(TASK)
Reproduce each line of the entries that carries "DepositingBalances".

Collected data entries
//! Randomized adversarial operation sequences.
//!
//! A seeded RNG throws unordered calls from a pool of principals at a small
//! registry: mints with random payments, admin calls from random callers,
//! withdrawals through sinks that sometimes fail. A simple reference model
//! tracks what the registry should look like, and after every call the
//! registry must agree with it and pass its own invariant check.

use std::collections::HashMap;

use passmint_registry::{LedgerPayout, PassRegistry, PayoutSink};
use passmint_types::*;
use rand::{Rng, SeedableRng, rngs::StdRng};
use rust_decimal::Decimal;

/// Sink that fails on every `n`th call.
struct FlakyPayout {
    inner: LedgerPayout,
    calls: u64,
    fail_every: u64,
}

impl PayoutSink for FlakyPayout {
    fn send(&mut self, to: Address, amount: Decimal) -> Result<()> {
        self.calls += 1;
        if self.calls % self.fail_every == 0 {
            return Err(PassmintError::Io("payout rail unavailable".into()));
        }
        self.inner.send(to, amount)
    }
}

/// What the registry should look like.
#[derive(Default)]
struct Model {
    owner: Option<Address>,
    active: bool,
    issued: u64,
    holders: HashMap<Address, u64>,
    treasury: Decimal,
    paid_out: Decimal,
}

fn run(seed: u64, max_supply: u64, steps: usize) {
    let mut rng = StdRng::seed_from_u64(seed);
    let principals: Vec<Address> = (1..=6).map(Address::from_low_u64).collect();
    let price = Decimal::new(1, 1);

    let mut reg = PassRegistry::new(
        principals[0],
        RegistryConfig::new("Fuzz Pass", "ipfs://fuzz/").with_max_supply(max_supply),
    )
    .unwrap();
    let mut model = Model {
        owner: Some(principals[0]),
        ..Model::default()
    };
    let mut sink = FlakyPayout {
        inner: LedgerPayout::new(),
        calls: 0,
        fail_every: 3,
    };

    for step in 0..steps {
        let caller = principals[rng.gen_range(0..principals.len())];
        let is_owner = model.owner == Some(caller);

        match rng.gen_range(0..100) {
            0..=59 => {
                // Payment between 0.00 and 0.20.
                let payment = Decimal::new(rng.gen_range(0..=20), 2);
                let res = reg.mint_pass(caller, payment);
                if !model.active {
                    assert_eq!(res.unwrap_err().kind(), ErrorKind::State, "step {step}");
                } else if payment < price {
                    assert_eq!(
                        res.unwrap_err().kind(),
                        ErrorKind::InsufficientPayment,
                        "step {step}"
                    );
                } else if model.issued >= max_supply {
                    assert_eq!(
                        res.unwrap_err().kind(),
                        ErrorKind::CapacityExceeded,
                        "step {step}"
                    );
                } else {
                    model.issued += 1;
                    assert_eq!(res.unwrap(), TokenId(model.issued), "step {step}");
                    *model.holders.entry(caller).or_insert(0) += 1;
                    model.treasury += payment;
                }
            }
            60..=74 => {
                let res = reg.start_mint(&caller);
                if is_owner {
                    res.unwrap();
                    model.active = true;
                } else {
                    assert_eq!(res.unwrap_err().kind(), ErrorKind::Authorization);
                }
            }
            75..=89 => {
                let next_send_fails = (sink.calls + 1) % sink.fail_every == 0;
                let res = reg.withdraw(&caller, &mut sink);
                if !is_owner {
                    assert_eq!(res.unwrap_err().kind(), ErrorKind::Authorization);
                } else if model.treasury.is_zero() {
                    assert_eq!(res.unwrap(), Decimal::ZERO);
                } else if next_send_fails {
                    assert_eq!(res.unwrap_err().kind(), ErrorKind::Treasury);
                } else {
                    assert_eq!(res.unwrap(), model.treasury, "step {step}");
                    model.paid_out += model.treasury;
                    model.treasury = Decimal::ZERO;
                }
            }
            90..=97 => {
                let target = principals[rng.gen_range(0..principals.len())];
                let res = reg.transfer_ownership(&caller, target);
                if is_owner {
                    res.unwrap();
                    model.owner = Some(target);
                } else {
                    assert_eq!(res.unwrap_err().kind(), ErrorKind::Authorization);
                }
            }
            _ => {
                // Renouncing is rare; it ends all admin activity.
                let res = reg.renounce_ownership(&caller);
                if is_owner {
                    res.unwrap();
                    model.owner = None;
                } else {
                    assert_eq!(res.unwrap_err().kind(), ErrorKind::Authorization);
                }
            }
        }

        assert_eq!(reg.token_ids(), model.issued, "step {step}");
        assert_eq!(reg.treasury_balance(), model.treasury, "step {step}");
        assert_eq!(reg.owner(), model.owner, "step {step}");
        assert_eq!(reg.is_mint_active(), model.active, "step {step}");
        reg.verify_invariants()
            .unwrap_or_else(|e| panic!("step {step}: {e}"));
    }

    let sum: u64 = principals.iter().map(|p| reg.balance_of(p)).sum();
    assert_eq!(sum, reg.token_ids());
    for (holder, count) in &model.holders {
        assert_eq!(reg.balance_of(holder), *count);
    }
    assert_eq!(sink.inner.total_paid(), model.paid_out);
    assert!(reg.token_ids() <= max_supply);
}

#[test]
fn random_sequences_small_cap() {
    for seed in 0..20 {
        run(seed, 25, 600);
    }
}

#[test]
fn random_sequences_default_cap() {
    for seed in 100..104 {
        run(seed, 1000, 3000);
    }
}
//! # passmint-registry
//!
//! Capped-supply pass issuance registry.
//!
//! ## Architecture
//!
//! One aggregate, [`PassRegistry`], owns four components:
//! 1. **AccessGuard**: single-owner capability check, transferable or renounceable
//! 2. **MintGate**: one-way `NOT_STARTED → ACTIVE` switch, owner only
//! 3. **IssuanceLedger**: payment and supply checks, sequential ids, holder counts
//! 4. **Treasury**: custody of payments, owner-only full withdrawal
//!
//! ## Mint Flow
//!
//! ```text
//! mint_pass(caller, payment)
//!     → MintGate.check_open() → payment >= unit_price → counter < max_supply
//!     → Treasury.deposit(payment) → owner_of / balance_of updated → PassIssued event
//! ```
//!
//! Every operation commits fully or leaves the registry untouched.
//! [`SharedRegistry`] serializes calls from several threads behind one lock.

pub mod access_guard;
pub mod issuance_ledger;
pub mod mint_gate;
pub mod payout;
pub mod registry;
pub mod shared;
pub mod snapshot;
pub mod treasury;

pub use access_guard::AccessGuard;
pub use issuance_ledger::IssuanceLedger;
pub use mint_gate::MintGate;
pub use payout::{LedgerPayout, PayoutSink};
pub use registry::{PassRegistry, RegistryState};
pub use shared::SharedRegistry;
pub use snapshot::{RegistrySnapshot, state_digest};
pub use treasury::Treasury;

==

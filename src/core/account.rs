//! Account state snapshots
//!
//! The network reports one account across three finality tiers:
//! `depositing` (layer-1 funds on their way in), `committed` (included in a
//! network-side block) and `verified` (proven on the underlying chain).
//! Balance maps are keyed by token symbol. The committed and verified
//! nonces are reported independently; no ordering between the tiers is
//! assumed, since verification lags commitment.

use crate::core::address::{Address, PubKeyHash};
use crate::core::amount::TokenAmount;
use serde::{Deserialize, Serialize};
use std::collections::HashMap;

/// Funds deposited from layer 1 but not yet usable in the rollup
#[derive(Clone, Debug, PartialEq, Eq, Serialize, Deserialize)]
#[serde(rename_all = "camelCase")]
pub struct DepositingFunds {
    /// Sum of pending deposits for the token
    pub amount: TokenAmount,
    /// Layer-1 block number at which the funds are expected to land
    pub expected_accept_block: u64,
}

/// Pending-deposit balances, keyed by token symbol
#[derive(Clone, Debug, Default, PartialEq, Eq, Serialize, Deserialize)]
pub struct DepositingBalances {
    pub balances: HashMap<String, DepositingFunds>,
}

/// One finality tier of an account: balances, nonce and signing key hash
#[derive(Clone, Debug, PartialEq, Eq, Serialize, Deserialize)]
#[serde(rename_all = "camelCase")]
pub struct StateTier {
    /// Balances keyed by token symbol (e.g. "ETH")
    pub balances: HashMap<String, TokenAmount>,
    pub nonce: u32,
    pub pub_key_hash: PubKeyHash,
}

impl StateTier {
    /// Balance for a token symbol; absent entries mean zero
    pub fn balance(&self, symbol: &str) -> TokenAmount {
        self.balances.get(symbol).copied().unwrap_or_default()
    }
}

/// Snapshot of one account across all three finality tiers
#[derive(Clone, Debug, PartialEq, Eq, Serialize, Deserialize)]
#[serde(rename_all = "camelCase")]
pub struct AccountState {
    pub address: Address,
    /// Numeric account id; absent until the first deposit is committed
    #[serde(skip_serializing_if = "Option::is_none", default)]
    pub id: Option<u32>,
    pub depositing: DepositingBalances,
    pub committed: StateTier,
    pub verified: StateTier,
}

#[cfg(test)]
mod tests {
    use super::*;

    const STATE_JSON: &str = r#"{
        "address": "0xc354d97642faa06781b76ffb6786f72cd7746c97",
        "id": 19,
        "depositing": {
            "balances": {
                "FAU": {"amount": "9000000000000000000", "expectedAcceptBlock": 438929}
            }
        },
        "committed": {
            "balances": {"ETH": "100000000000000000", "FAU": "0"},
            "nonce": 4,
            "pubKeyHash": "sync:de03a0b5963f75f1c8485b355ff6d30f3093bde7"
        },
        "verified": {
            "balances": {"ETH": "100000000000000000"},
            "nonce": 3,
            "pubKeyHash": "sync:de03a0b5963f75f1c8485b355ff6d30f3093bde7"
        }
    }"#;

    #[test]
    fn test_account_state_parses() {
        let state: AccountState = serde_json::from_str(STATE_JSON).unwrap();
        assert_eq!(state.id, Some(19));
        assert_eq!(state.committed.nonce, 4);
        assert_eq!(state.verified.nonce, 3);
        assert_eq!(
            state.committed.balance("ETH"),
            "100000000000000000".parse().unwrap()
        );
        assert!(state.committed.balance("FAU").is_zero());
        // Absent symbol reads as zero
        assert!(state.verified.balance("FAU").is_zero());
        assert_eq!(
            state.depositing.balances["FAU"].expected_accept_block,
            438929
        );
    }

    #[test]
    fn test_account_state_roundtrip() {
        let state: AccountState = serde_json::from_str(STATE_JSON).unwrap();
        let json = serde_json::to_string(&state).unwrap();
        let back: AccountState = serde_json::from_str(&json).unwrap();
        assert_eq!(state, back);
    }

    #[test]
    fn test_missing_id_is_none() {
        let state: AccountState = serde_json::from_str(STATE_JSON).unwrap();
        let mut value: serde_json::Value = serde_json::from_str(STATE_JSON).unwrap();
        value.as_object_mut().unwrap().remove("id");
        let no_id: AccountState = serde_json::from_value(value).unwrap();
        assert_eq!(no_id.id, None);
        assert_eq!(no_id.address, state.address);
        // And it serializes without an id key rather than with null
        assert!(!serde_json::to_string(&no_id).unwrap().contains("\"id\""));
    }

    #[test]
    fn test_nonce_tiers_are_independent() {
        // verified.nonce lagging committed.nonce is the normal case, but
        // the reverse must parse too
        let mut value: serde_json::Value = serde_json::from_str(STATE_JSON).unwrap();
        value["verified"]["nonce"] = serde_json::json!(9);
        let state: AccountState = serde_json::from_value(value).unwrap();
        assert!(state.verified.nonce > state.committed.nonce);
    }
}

* * *

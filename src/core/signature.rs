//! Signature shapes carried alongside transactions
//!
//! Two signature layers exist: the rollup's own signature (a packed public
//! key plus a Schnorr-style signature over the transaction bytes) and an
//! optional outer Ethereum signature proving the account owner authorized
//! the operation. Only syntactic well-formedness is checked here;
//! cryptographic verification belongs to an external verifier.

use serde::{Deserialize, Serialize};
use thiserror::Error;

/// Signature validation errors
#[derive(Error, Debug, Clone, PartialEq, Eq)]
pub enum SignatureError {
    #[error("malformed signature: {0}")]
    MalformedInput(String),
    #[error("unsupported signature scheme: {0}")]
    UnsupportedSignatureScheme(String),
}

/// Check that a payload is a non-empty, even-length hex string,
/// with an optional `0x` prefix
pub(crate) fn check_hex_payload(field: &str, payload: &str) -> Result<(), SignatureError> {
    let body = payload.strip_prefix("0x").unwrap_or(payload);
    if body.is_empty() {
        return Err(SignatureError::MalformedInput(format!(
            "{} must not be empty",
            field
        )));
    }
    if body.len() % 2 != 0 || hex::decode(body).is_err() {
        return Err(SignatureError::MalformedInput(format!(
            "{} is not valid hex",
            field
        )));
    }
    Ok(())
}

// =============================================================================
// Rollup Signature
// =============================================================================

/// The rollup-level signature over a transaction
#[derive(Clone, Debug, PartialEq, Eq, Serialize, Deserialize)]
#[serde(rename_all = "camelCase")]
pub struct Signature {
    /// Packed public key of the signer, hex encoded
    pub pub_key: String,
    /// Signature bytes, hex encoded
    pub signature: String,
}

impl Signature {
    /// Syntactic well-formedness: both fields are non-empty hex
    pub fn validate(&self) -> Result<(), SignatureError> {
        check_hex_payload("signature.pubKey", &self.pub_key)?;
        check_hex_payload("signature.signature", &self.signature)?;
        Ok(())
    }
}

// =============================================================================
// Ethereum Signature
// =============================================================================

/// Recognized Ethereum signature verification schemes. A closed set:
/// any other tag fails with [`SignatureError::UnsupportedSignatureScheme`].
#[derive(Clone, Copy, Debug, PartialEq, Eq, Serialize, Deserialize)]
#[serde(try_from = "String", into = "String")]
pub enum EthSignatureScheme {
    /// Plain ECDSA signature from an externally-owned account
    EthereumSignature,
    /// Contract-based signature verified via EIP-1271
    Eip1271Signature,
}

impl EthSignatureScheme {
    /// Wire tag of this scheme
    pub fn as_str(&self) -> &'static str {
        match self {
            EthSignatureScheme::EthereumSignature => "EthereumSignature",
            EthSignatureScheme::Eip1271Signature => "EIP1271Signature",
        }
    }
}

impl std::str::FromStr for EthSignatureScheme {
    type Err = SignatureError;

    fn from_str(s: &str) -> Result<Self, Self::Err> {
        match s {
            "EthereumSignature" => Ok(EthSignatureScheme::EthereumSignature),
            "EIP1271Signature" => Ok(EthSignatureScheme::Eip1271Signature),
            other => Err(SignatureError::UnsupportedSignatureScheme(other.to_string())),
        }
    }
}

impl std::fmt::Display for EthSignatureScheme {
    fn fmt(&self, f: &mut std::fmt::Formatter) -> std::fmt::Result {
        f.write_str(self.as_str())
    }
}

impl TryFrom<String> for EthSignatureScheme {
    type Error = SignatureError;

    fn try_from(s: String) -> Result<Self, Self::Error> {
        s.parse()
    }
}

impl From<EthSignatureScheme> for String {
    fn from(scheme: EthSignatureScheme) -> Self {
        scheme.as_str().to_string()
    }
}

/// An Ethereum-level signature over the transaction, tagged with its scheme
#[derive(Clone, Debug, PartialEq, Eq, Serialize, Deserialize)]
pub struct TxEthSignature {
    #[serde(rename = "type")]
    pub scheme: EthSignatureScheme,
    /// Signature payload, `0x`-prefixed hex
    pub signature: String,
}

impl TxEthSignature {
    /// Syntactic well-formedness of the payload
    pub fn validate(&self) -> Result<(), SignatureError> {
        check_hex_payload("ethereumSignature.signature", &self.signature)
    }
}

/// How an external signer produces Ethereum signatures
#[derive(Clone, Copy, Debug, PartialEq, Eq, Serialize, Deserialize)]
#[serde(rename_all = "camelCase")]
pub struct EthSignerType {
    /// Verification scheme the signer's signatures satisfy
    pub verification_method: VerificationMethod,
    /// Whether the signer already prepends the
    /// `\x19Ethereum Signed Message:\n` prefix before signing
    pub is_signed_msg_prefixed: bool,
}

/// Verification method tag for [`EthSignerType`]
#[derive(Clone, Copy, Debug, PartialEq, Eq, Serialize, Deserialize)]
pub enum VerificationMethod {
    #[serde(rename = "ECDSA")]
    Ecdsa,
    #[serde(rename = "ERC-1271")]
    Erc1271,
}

(TASK SOLUTION)
pub struct DepositingBalances {
    pub depositing: DepositingBalances,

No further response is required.